**About this task:** For the records below, print every one exactly, with nothing dropped.

**Record extracts:**
■ ■ ■ ■

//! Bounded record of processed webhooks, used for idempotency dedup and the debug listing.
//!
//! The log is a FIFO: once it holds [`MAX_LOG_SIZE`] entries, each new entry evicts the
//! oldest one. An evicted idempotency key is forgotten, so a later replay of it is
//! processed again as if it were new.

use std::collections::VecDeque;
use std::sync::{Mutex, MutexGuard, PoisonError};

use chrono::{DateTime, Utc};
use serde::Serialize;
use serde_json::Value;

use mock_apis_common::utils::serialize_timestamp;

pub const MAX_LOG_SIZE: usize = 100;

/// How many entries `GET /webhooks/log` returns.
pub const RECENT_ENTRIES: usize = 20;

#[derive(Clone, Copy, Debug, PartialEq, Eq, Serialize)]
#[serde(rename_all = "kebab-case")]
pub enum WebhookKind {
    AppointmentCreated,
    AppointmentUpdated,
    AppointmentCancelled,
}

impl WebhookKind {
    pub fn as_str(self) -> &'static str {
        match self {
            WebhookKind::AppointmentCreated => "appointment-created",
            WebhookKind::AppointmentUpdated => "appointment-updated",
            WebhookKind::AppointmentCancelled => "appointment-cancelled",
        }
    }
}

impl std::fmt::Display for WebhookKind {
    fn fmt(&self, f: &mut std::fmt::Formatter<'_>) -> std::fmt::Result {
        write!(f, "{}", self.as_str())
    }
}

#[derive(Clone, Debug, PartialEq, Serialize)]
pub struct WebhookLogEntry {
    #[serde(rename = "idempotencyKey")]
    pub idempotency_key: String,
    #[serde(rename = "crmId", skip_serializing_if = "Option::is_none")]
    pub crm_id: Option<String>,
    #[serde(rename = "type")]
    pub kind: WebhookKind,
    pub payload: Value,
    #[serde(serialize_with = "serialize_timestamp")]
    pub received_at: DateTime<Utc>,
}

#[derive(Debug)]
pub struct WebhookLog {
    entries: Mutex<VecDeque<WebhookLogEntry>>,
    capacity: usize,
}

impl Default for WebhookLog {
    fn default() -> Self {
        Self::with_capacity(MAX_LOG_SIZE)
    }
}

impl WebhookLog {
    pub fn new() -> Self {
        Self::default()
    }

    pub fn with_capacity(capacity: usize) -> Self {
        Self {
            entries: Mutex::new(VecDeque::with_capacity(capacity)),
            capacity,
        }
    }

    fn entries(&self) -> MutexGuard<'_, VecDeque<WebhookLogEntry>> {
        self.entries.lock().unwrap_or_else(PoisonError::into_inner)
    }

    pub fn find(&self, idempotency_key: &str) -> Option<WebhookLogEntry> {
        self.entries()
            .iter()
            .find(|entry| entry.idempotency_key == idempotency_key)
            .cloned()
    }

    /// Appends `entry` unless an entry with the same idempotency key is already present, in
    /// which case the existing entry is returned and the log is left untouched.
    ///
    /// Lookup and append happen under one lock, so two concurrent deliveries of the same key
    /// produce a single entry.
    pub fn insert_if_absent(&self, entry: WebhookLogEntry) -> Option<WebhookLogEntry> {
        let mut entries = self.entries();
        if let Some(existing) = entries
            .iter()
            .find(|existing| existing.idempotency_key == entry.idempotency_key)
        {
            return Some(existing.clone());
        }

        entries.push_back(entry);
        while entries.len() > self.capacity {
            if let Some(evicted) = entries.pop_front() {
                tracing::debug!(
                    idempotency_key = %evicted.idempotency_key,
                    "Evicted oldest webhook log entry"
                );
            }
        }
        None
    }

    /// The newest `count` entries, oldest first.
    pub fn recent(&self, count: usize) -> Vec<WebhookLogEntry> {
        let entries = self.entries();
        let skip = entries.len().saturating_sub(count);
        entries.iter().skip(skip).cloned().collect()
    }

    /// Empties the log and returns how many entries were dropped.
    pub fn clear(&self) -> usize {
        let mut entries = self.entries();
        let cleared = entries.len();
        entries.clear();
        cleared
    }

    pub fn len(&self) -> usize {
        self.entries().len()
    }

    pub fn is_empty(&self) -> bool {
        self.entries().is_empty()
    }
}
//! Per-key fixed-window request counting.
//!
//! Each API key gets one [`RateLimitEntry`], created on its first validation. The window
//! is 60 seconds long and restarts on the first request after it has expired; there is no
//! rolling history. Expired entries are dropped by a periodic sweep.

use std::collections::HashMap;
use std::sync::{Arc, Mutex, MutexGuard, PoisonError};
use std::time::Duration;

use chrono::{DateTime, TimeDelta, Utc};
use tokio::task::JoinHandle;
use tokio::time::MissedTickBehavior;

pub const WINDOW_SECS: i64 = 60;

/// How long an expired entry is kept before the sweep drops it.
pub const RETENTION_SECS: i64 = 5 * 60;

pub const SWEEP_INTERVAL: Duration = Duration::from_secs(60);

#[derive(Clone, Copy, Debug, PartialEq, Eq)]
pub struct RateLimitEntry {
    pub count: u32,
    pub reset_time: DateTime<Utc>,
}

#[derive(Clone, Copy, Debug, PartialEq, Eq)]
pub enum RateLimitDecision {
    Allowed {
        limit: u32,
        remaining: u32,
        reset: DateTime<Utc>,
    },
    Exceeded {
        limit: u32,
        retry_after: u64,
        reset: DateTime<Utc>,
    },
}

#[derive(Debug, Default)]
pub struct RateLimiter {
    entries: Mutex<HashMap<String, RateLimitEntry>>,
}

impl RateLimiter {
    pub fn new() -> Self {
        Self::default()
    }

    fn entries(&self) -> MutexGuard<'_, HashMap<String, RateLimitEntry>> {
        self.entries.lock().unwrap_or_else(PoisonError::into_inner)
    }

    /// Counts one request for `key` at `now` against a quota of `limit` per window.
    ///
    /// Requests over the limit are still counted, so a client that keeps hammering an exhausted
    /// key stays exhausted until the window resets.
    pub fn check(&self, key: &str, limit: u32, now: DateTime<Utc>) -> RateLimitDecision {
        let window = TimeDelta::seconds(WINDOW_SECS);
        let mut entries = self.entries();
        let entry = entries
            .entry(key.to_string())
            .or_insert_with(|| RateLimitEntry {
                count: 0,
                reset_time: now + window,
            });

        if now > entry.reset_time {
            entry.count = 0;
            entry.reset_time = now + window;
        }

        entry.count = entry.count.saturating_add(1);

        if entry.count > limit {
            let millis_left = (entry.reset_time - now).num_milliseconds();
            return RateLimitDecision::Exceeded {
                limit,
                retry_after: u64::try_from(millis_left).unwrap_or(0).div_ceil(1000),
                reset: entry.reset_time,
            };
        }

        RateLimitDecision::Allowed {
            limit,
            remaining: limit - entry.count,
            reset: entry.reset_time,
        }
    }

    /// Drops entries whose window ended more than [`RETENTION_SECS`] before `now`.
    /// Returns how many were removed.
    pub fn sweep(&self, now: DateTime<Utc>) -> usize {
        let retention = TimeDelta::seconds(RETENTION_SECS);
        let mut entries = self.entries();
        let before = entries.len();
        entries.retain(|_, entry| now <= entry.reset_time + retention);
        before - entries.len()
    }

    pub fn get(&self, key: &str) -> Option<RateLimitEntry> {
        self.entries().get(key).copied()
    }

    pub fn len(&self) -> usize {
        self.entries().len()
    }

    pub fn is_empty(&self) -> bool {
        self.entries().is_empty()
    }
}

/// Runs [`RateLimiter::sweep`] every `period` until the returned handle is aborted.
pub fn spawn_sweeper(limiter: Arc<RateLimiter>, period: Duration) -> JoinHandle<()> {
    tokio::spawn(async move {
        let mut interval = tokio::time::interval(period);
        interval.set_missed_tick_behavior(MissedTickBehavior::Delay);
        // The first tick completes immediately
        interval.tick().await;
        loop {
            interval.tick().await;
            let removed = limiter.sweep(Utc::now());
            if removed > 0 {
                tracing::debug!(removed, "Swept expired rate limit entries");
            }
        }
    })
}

■ ■ ■ ■

**Written answer:**
//! Bounded record of processed webhooks, used for idempotency dedup and the debug listing.
//!
//! The log is a FIFO: once it holds [`MAX_LOG_SIZE`] entries, each new entry evicts the
//! oldest one. An evicted idempotency key is forgotten, so a later replay of it is
//! processed again as if it were new.

use std::collections::VecDeque;
use std::sync::{Mutex, MutexGuard, PoisonError};

use chrono::{DateTime, Utc};
use serde::Serialize;
use serde_json::Value;

use mock_apis_common::utils::serialize_timestamp;

pub const MAX_LOG_SIZE: usize = 100;

/// How many entries `GET /webhooks/log` returns.
pub const RECENT_ENTRIES: usize = 20;

#[derive(Clone, Copy, Debug, PartialEq, Eq, Serialize)]
#[serde(rename_all = "kebab-case")]
pub enum WebhookKind {
    AppointmentCreated,
    AppointmentUpdated,
    AppointmentCancelled,
}

impl WebhookKind {
    pub fn as_str(self) -> &'static str {
        match self {
            WebhookKind::AppointmentCreated => "appointment-created",
            WebhookKind::AppointmentUpdated => "appointment-updated",
            WebhookKind::AppointmentCancelled => "appointment-cancelled",
        }
    }
}

impl std::fmt::Display for WebhookKind {
    fn fmt(&self, f: &mut std::fmt::Formatter<'_>) -> std::fmt::Result {
        write!(f, "{}", self.as_str())
    }
}

#[derive(Clone, Debug, PartialEq, Serialize)]
pub struct WebhookLogEntry {
    #[serde(rename = "idempotencyKey")]
    pub idempotency_key: String,
    #[serde(rename = "crmId", skip_serializing_if = "Option::is_none")]
    pub crm_id: Option<String>,
    #[serde(rename = "type")]
    pub kind: WebhookKind,
    pub payload: Value,
    #[serde(serialize_with = "serialize_timestamp")]
    pub received_at: DateTime<Utc>,
}

#[derive(Debug)]
pub struct WebhookLog {
    entries: Mutex<VecDeque<WebhookLogEntry>>,
    capacity: usize,
}

impl Default for WebhookLog {
    fn default() -> Self {
        Self::with_capacity(MAX_LOG_SIZE)
    }
}

impl WebhookLog {
    pub fn new() -> Self {
        Self::default()
    }

    pub fn with_capacity(capacity: usize) -> Self {
        Self {
            entries: Mutex::new(VecDeque::with_capacity(capacity)),
            capacity,
        }
    }

    fn entries(&self) -> MutexGuard<'_, VecDeque<WebhookLogEntry>> {
        self.entries.lock().unwrap_or_else(PoisonError::into_inner)
    }

    pub fn find(&self, idempotency_key: &str) -> Option<WebhookLogEntry> {
        self.entries()
            .iter()
            .find(|entry| entry.idempotency_key == idempotency_key)
            .cloned()
    }

    /// Appends `entry` unless an entry with the same idempotency key is already present, in
    /// which case the existing entry is returned and the log is left untouched.
    ///
    /// Lookup and append happen under one lock, so two concurrent deliveries of the same key
    /// produce a single entry.
    pub fn insert_if_absent(&self, entry: WebhookLogEntry) -> Option<WebhookLogEntry> {
        let mut entries = self.entries();
        if let Some(existing) = entries
            .iter()
            .find(|existing| existing.idempotency_key == entry.idempotency_key)
        {
            return Some(existing.clone());
        }

        entries.push_back(entry);
        while entries.len() > self.capacity {
            if let Some(evicted) = entries.pop_front() {
                tracing::debug!(
                    idempotency_key = %evicted.idempotency_key,
                    "Evicted oldest webhook log entry"
                );
            }
        }
        None
    }

    /// The newest `count` entries, oldest first.
    pub fn recent(&self, count: usize) -> Vec<WebhookLogEntry> {
        let entries = self.entries();
        let skip = entries.len().saturating_sub(count);
        entries.iter().skip(skip).cloned().collect()
    }

    /// Empties the log and returns how many entries were dropped.
    pub fn clear(&self) -> usize {
        let mut entries = self.entries();
        let cleared = entries.len();
        entries.clear();
        cleared
    }

    pub fn len(&self) -> usize {
        self.entries().len()
    }

    pub fn is_empty(&self) -> bool {
        self.entries().is_empty()
    }
}
//! Per-key fixed-window request counting.
//!
//! Each API key gets one [`RateLimitEntry`], created on its first validation. The window
//! is 60 seconds long and restarts on the first request after it has expired; there is no
//! rolling history. Expired entries are dropped by a periodic sweep.

use std::collections::HashMap;
use std::sync::{Arc, Mutex, MutexGuard, PoisonError};
use std::time::Duration;

use chrono::{DateTime, TimeDelta, Utc};
use tokio::task::JoinHandle;
use tokio::time::MissedTickBehavior;

pub const WINDOW_SECS: i64 = 60;

/// How long an expired entry is kept before the sweep drops it.
pub const RETENTION_SECS: i64 = 5 * 60;

pub const SWEEP_INTERVAL: Duration = Duration::from_secs(60);

#[derive(Clone, Copy, Debug, PartialEq, Eq)]
pub struct RateLimitEntry {
    pub count: u32,
    pub reset_time: DateTime<Utc>,
}

#[derive(Clone, Copy, Debug, PartialEq, Eq)]
pub enum RateLimitDecision {
    Allowed {
        limit: u32,
        remaining: u32,
        reset: DateTime<Utc>,
    },
    Exceeded {
        limit: u32,
        retry_after: u64,
        reset: DateTime<Utc>,
    },
}

#[derive(Debug, Default)]
pub struct RateLimiter {
    entries: Mutex<HashMap<String, RateLimitEntry>>,
}

impl RateLimiter {
    pub fn new() -> Self {
        Self::default()
    }

    fn entries(&self) -> MutexGuard<'_, HashMap<String, RateLimitEntry>> {
        self.entries.lock().unwrap_or_else(PoisonError::into_inner)
    }

    /// Counts one request for `key` at `now` against a quota of `limit` per window.
    ///
    /// Requests over the limit are still counted, so a client that keeps hammering an exhausted
    /// key stays exhausted until the window resets.
    pub fn check(&self, key: &str, limit: u32, now: DateTime<Utc>) -> RateLimitDecision {
        let window = TimeDelta::seconds(WINDOW_SECS);
        let mut entries = self.entries();
        let entry = entries
            .entry(key.to_string())
            .or_insert_with(|| RateLimitEntry {
                count: 0,
                reset_time: now + window,
            });

        if now > entry.reset_time {
            entry.count = 0;
            entry.reset_time = now + window;
        }

        entry.count = entry.count.saturating_add(1);

        if entry.count > limit {
            let millis_left = (entry.reset_time - now).num_milliseconds();
            return RateLimitDecision::Exceeded {
                limit,
                retry_after: u64::try_from(millis_left).unwrap_or(0).div_ceil(1000),
                reset: entry.reset_time,
            };
        }

        RateLimitDecision::Allowed {
            limit,
            remaining: limit - entry.count,
            reset: entry.reset_time,
        }
    }

    /// Drops entries whose window ended more than [`RETENTION_SECS`] before `now`.
    /// Returns how many were removed.
    pub fn sweep(&self, now: DateTime<Utc>) -> usize {
        let retention = TimeDelta::seconds(RETENTION_SECS);
        let mut entries = self.entries();
        let before = entries.len();
        entries.retain(|_, entry| now <= entry.reset_time + retention);
        before - entries.len()
    }

    pub fn get(&self, key: &str) -> Option<RateLimitEntry> {
        self.entries().get(key).copied()
    }

    pub fn len(&self) -> usize {
        self.entries().len()
    }

    pub fn is_empty(&self) -> bool {
        self.entries().is_empty()
    }
}

/// Runs [`RateLimiter::sweep`] every `period` until the returned handle is aborted.
pub fn spawn_sweeper(limiter: Arc<RateLimiter>, period: Duration) -> JoinHandle<()> {
    tokio::spawn(async move {
        let mut interval = tokio::time::interval(period);
        interval.set_missed_tick_behavior(MissedTickBehavior::Delay);
        // The first tick completes immediately
        interval.tick().await;
        loop {
            interval.tick().await;
            let removed = limiter.sweep(Utc::now());
            if removed > 0 {
                tracing::debug!(removed, "Swept expired rate limit entries");
            }
        }
    })
}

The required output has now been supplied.